Like so many things, there’s good, bad, and ugly. Surgeons are not all good. Neither are marketers. But how many times have you ever heard someone thank a great marketer. Here’s an argument for why you should this year.
The collected evidence, submitted for your consideration:
Great marketing doesn’t happen by chance. It takes devoted and creative people – brilliant, diverse, methodical and collaborative people, many with incredible range of art-science motion, who come together from all walks of life: artists, sociologists, journalists, improv artists, movie producers, broadcasters, computer scientists, data scientists, quants, researchers, linguistics experts (and occasionally a trained marketer) ….and together they’ve brought us…
~ Humor and entertainment:
Exhibit #1: Arguably all starting with this Fedex ad in 1981, opening a new advertising chapter using laughter to engage us.
Exhibit #2: Anheuser Busch’s Bud Light TV ad oeuvre not only makes us laugh, as they pitch a watered-down lager, they also put commercials on center stage with edgy material constantly pushing marketing’s comedic and acceptable lingo boundaries.
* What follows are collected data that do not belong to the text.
use axum::{extract::State, http::header, response::IntoResponse, Json};
use serde::{Deserialize, Serialize};

use crate::error::{AppError, Result};
use crate::routes::extract::Form;
use crate::routes::session::{session_clear_cookie, session_set_cookie};
use crate::AppState;

#[derive(Debug, Deserialize)]
pub struct RegisterForm {
    pub username: String,
    pub password: String,
    #[serde(default)]
    pub email: Option<String>,
}

#[derive(Debug, Serialize)]
pub struct RegisterResponse {
    pub success: bool,
    pub user_id: i64,
}

#[derive(Debug, Deserialize)]
pub struct LoginForm {
    pub username: String,
    pub password: String,
}

#[derive(Debug, Serialize)]
pub struct LoginResponse {
    pub success: bool,
    pub username: String,
}

/// Register a new user
///
/// Usernames are trimmed and must be unique; only the Argon2 hash of the
/// password is stored.
///
/// Returns 409 Conflict if the username already exists.
pub async fn register_user(
    State(state): State<AppState>,
    Form(form): Form<RegisterForm>,
) -> Result<Json<RegisterResponse>> {
    let user = state
        .accounts
        .add_user(&form.username, &form.password, form.email.as_deref())
        .await?;

    Ok(Json(RegisterResponse {
        success: true,
        user_id: user.id,
    }))
}

/// Log in with username and password
///
/// On success sets a signed `session` cookie valid for `SESSION_TTL_SECS`.
/// Unknown user and wrong password are indistinguishable (401).
pub async fn login(
    State(state): State<AppState>,
    Form(form): Form<LoginForm>,
) -> Result<impl IntoResponse> {
    let user = state
        .accounts
        .authenticate(form.username.trim(), &form.password)
        .await?
        .ok_or(AppError::InvalidCredentials)?;

    let cookie = session_set_cookie(
        user.id,
        &state.config.session_secret,
        state.config.session_ttl_secs,
    )
    .ok_or_else(|| AppError::Session("failed to sign session token".to_string()))?;

    tracing::info!("User {} logged in", user.id);

    Ok((
        [(header::SET_COOKIE, cookie)],
        Json(LoginResponse {
            success: true,
            username: user.username,
        }),
    ))
}

/// Log out by expiring the session cookie. Always succeeds.
pub async fn logout() -> impl IntoResponse {
    (
        [(header::SET_COOKIE, session_clear_cookie())],
        Json(serde_json::json!({ "success": true })),
    )
}
//! Hobby Match Server Library
//!
//! This module exports the core types and functions for testing and reuse.

pub mod config;
pub mod constants;
pub mod db;
pub mod error;
pub mod models;
pub mod routes;
pub mod security;
pub mod services;
pub mod similarity;

pub use config::Config;
pub use db::{open_database, open_in_memory, Db, SqliteStore, Store};
pub use error::{AppError, Result};
pub use routes::build_router;
pub use similarity::{spawn_relation_worker, LexicalSimilarity, RelationQueue, SimilarityModel};

use services::{Accounts, HobbyCatalog, Matcher, PopularityReporter, Scheduler};

/// Application state shared across all handlers
#[derive(Clone)]
pub struct AppState {
    pub db: Db,
    pub config: Config,
    pub accounts: Accounts,
    pub catalog: HobbyCatalog,
    pub matcher: Matcher,
    pub scheduler: Scheduler,
    pub popularity: PopularityReporter,
}

impl AppState {
    /// Wire every component to the shared store
    pub fn new(db: Db, config: Config, relations: RelationQueue) -> Self {
        Self {
            accounts: Accounts::new(db.clone()),
            catalog: HobbyCatalog::new(db.clone(), relations),
            matcher: Matcher::new(db.clone()),
            scheduler: Scheduler::new(db.clone()),
            popularity: PopularityReporter::new(db.clone(), config.popular_page_size),
            db,
            config,
        }
    }
}
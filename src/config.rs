//! # Render Profiles
//!
//! A render profile bundles everything needed to turn an image into printer
//! bytes: the bitonal strategy, the command family, and the justification.
//! Profiles are JSON so they can be kept next to the images they describe.
//!
//! ## Format
//!
//! ```json
//! {
//!   "bitonal": { "kind": "ordered_dither", "width": 3, "height": 3, "min": 100, "max": 130 },
//!   "mode": "bit_image",
//!   "bit_image_mode": "double_density24",
//!   "justification": "center"
//! }
//! ```
//!
//! | `bitonal.kind` | Fields | Defaults |
//! |----------------|--------|----------|
//! | `threshold` | `cutoff` | 127 |
//! | `ordered_dither` | `width`, `height`, `min`, `max` | 2, 2, 64, 127 |
//! | `matrix` | `rows` (`rows[y][x]`) | required |
//!
//! Every field is optional except `matrix.rows`. Numbers are read as plain
//! integers and range-checked when the strategy is built, so a cutoff of 300
//! is reported as an invalid parameter rather than a parse error.

use std::path::Path;

use serde::Deserialize;

use crate::error::{RasterError, Result};
use crate::protocol::commands::Justification;
use crate::protocol::graphics::{BitImageMode, GraphicsScale, ImageCommand, RasterMode};
use crate::render::{Bitonal, OrderedDither, Threshold};

/// Strategy section of a profile.
#[derive(Debug, Clone, PartialEq, Eq, Deserialize)]
#[serde(tag = "kind", rename_all = "snake_case")]
pub enum BitonalConfig {
    Threshold {
        #[serde(default = "default_cutoff")]
        cutoff: i32,
    },
    OrderedDither {
        #[serde(default = "default_matrix_size")]
        width: usize,
        #[serde(default = "default_matrix_size")]
        height: usize,
        #[serde(default = "default_min")]
        min: i32,
        #[serde(default = "default_max")]
        max: i32,
    },
    Matrix {
        rows: Vec<Vec<i32>>,
    },
}

fn default_cutoff() -> i32 {
    Threshold::DEFAULT_CUTOFF as i32
}

fn default_matrix_size() -> usize {
    OrderedDither::DEFAULT_SIZE
}

fn default_min() -> i32 {
    OrderedDither::DEFAULT_MIN as i32
}

fn default_max() -> i32 {
    OrderedDither::DEFAULT_MAX as i32
}

impl Default for BitonalConfig {
    fn default() -> Self {
        BitonalConfig::Threshold {
            cutoff: default_cutoff(),
        }
    }
}

impl BitonalConfig {
    /// Validate and build the strategy.
    pub fn build(&self) -> Result<Bitonal> {
        Ok(match self {
            BitonalConfig::Threshold { cutoff } => Threshold::new(*cutoff)?.into(),
            BitonalConfig::OrderedDither {
                width,
                height,
                min,
                max,
            } => OrderedDither::generate(*width, *height, *min, *max)?.into(),
            BitonalConfig::Matrix { rows } => {
                OrderedDither::from_rows(&matrix_cells(rows)?)?.into()
            }
        })
    }
}

fn matrix_cells(rows: &[Vec<i32>]) -> Result<Vec<Vec<u8>>> {
    rows.iter()
        .enumerate()
        .map(|(y, row)| {
            row.iter()
                .enumerate()
                .map(|(x, &v)| {
                    u8::try_from(v).map_err(|_| {
                        RasterError::invalid(format!(
                            "matrix cell ({}, {}) must be between 0 and 255, got {}",
                            x, y, v
                        ))
                    })
                })
                .collect::<Result<Vec<u8>>>()
        })
        .collect()
}

/// Image command family.
#[derive(Debug, Clone, Copy, Default, PartialEq, Eq, Deserialize, clap::ValueEnum)]
#[serde(rename_all = "snake_case")]
pub enum Mode {
    /// `GS v 0`
    #[default]
    Raster,
    /// `ESC *`
    BitImage,
    /// `GS ( L`
    Graphics,
}

/// A complete render profile.
#[derive(Debug, Clone, Default, PartialEq, Eq, Deserialize)]
#[serde(default, deny_unknown_fields)]
pub struct RenderConfig {
    pub bitonal: BitonalConfig,
    pub mode: Mode,
    pub raster_mode: RasterMode,
    pub bit_image_mode: BitImageMode,
    pub graphics_scale: GraphicsScale,
    pub justification: Justification,
}

impl RenderConfig {
    pub fn from_json(json: &str) -> Result<Self> {
        serde_json::from_str(json).map_err(|e| RasterError::Config(e.to_string()))
    }

    pub fn load(path: impl AsRef<Path>) -> Result<Self> {
        let path = path.as_ref();
        let text = std::fs::read_to_string(path)?;
        serde_json::from_str(&text)
            .map_err(|e| RasterError::Config(format!("{}: {}", path.display(), e)))
    }

    pub fn bitonal(&self) -> Result<Bitonal> {
        self.bitonal.build()
    }

    /// The command selected by `mode`, carrying that family's sub-mode.
    pub fn command(&self) -> ImageCommand {
        match self.mode {
            Mode::Raster => ImageCommand::Raster(self.raster_mode),
            Mode::BitImage => ImageCommand::BitImage(self.bit_image_mode),
            Mode::Graphics => ImageCommand::Graphics(self.graphics_scale),
        }
    }
}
Case in point…check out this one, taking the liberalization of profanity to new levels (up or down – depending on your view).
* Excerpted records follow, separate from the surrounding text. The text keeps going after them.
//! # Raster Preview
//!
//! Turns packed raster layouts back into black and white images, so a
//! conversion can be checked on screen before it is sent to paper.
//!
//! ## Example
//!
//! ```
//! use dotraster::preview;
//! use dotraster::raster::RasterCodec;
//! use dotraster::render::Threshold;
//! use image::{Rgba, RgbaImage};
//!
//! let img = RgbaImage::from_pixel(9, 2, Rgba([0, 0, 0, 255]));
//! let codec = RasterCodec::new(&img, Threshold::default());
//! let gray = preview::from_codec(&codec)?;
//!
//! assert_eq!(gray.dimensions(), (9, 2));
//! assert_eq!(gray.get_pixel(8, 1).0, [0]);
//!
//! // A buffer that does not match the dimensions is rejected
//! assert!(preview::from_flat(9, 2, &[0xFF]).is_err());
//! # Ok::<(), dotraster::RasterError>(())
//! ```

use std::path::Path;

use image::{GrayImage, ImageEncoder, Luma};
use log::debug;

use crate::error::{RasterError, Result};
use crate::raster::{RasterCodec, SliceHeight};
use crate::source::PixelSource;

const INK: Luma<u8> = Luma([0]);
const PAPER: Luma<u8> = Luma([255]);

/// Unpack a flat raster (row-major, MSB first, rows byte-aligned).
///
/// `data` must hold exactly `height × ceil(width / 8)` bytes.
pub fn from_flat(width: u32, height: u32, data: &[u8]) -> Result<GrayImage> {
    let width_bytes = (width as usize).div_ceil(8);
    let expected = width_bytes * height as usize;
    if data.len() != expected {
        return Err(RasterError::invalid(format!(
            "flat raster for {}x{} needs {} bytes, got {}",
            width,
            height,
            expected,
            data.len()
        )));
    }
    Ok(GrayImage::from_fn(width, height, |x, y| {
        let byte = data[y as usize * width_bytes + x as usize / 8];
        if byte & (0x80 >> (x % 8)) != 0 { INK } else { PAPER }
    }))
}

/// Unpack row slices (column-major bands of `slice` rows).
///
/// There must be one band per `slice` rows of `height`, each holding
/// `width × slice / 8` bytes.
pub fn from_slices(
    width: u32,
    height: u32,
    bands: &[Vec<u8>],
    slice: SliceHeight,
) -> Result<GrayImage> {
    let column_bytes = slice.column_bytes();
    let band_count = height.div_ceil(slice.rows()) as usize;
    if width > 0 && bands.len() != band_count {
        return Err(RasterError::invalid(format!(
            "{} rows need {} bands of {}, got {}",
            height,
            band_count,
            slice.rows(),
            bands.len()
        )));
    }
    let band_len = width as usize * column_bytes;
    if let Some(i) = bands.iter().position(|b| b.len() != band_len) {
        return Err(RasterError::invalid(format!(
            "band {} has {} bytes, expected {}",
            i,
            bands[i].len(),
            band_len
        )));
    }
    Ok(GrayImage::from_fn(width, height, |x, y| {
        let band = &bands[(y / slice.rows()) as usize];
        let dy = (y % slice.rows()) as usize;
        let byte = band[x as usize * column_bytes + dy / 8];
        if byte & (0x80 >> (dy % 8)) != 0 { INK } else { PAPER }
    }))
}

/// Preview of a codec's flat raster.
pub fn from_codec<S: PixelSource>(codec: &RasterCodec<S>) -> Result<GrayImage> {
    from_flat(codec.width_bits(), codec.height_bits(), codec.flat_raster())
}

/// Encode a preview as PNG bytes.
pub fn to_png(img: &GrayImage) -> Result<Vec<u8>> {
    let mut png_bytes = Vec::new();
    image::codecs::png::PngEncoder::new(&mut png_bytes)
        .write_image(
            img.as_raw(),
            img.width(),
            img.height(),
            image::ExtendedColorType::L8,
        )
        .map_err(|e| RasterError::Image(format!("Failed to encode PNG: {}", e)))?;
    Ok(png_bytes)
}

/// Write a codec's preview to `path` as PNG.
pub fn save_png<S: PixelSource>(codec: &RasterCodec<S>, path: impl AsRef<Path>) -> Result<()> {
    let path = path.as_ref();
    let png = to_png(&from_codec(codec)?)?;
    std::fs::write(path, &png)?;
    debug!("wrote preview {} ({} bytes)", path.display(), png.len());
    Ok(())
}

#[cfg(test)]
mod tests {
    use super::*;
    use crate::render::{OrderedDither, Threshold};
    use image::{Rgba, RgbaImage};

    #[test]
    fn test_from_flat_bit_order() {
        let img = from_flat(9, 1, &[0x80, 0x80]).unwrap();
        assert_eq!(img.get_pixel(0, 0), &INK);
        assert_eq!(img.get_pixel(1, 0), &PAPER);
        assert_eq!(img.get_pixel(8, 0), &INK);
    }

    #[test]
    fn test_flat_and_slices_describe_same_bitmap() {
        let src = RgbaImage::from_fn(13, 30, |x, y| {
            let v = ((x * 19 + y * 7) % 256) as u8;
            Rgba([v, v, v, 255])
        });
        let codec = RasterCodec::new(&src, OrderedDither::generate(3, 3, 40, 200).unwrap());
        let flat = from_codec(&codec).unwrap();
        for slice in [SliceHeight::Eight, SliceHeight::TwentyFour] {
            let banded = from_slices(13, 30, codec.slices(slice), slice).unwrap();
            assert_eq!(flat, banded, "{:?} slices disagree with flat raster", slice);
        }
    }

    #[test]
    fn test_png_signature() {
        let src = RgbaImage::from_pixel(4, 4, Rgba([0, 0, 0, 255]));
        let codec = RasterCodec::new(&src, Threshold::default());
        let png = to_png(&from_codec(&codec).unwrap()).unwrap();
        assert_eq!(&png[..8], &[0x89, b'P', b'N', b'G', 0x0D, 0x0A, 0x1A, 0x0A]);
    }

    #[test]
    fn test_from_flat_rejects_wrong_length() {
        // 9 dots wide needs 2 bytes per row
        assert!(matches!(
            from_flat(9, 1, &[0xFF]),
            Err(RasterError::InvalidParameter(_))
        ));
        assert!(matches!(
            from_flat(8, 2, &[0xFF, 0xFF, 0xFF]),
            Err(RasterError::InvalidParameter(_))
        ));
        assert!(from_flat(0, 0, &[]).unwrap().is_empty());
    }

    #[test]
    fn test_from_slices_rejects_missing_band() {
        // 10 rows in 8-row bands needs 2 bands
        let bands = vec![vec![0xFF, 0xFF]];
        assert!(matches!(
            from_slices(2, 10, &bands, SliceHeight::Eight),
            Err(RasterError::InvalidParameter(_))
        ));
    }

    #[test]
    fn test_from_slices_rejects_short_band() {
        // 2 columns of 1 byte each, second band is one column short
        let bands = vec![vec![0xFF, 0xFF], vec![0xC0]];
        assert!(matches!(
            from_slices(2, 10, &bands, SliceHeight::Eight),
            Err(RasterError::InvalidParameter(_))
        ));
        // 24-row bands need 3 bytes per column
        assert!(matches!(
            from_slices(1, 10, &[vec![0xFF]], SliceHeight::TwentyFour),
            Err(RasterError::InvalidParameter(_))
        ));
    }

    #[test]
    fn test_from_slices_accepts_codec_layout_of_empty_image() {
        let src = RgbaImage::new(0, 5);
        let codec = RasterCodec::new(&src, Threshold::default());
        let img = from_slices(0, 5, codec.slices(SliceHeight::Eight), SliceHeight::Eight).unwrap();
        assert_eq!(img.dimensions(), (0, 5));
    }
}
It’s strange nowadays to see any successful ad that doesn’t have some wit, jocularity, or chuckle-worthy aspect. Admit it – half the reason you tune into the Super Bowl is for the commercials – and it’s not because you’re hoping to discover a more absorbent paper towel to wipe up your coveted light beer.
~ Amazingly eye-pleasing art and creativity in ad visuals – meaning we don’t hate the ads we view.
~ Innovative products, that we want, because someone cared to listen to us or went out of their way to push their corporate culture to innovate. Such as:
- Better ways to make reservations, vacation, get from point A to point B, shop, find a job, keep in touch with family and friends, and watch movies
~ A better more personalized experience with products and services…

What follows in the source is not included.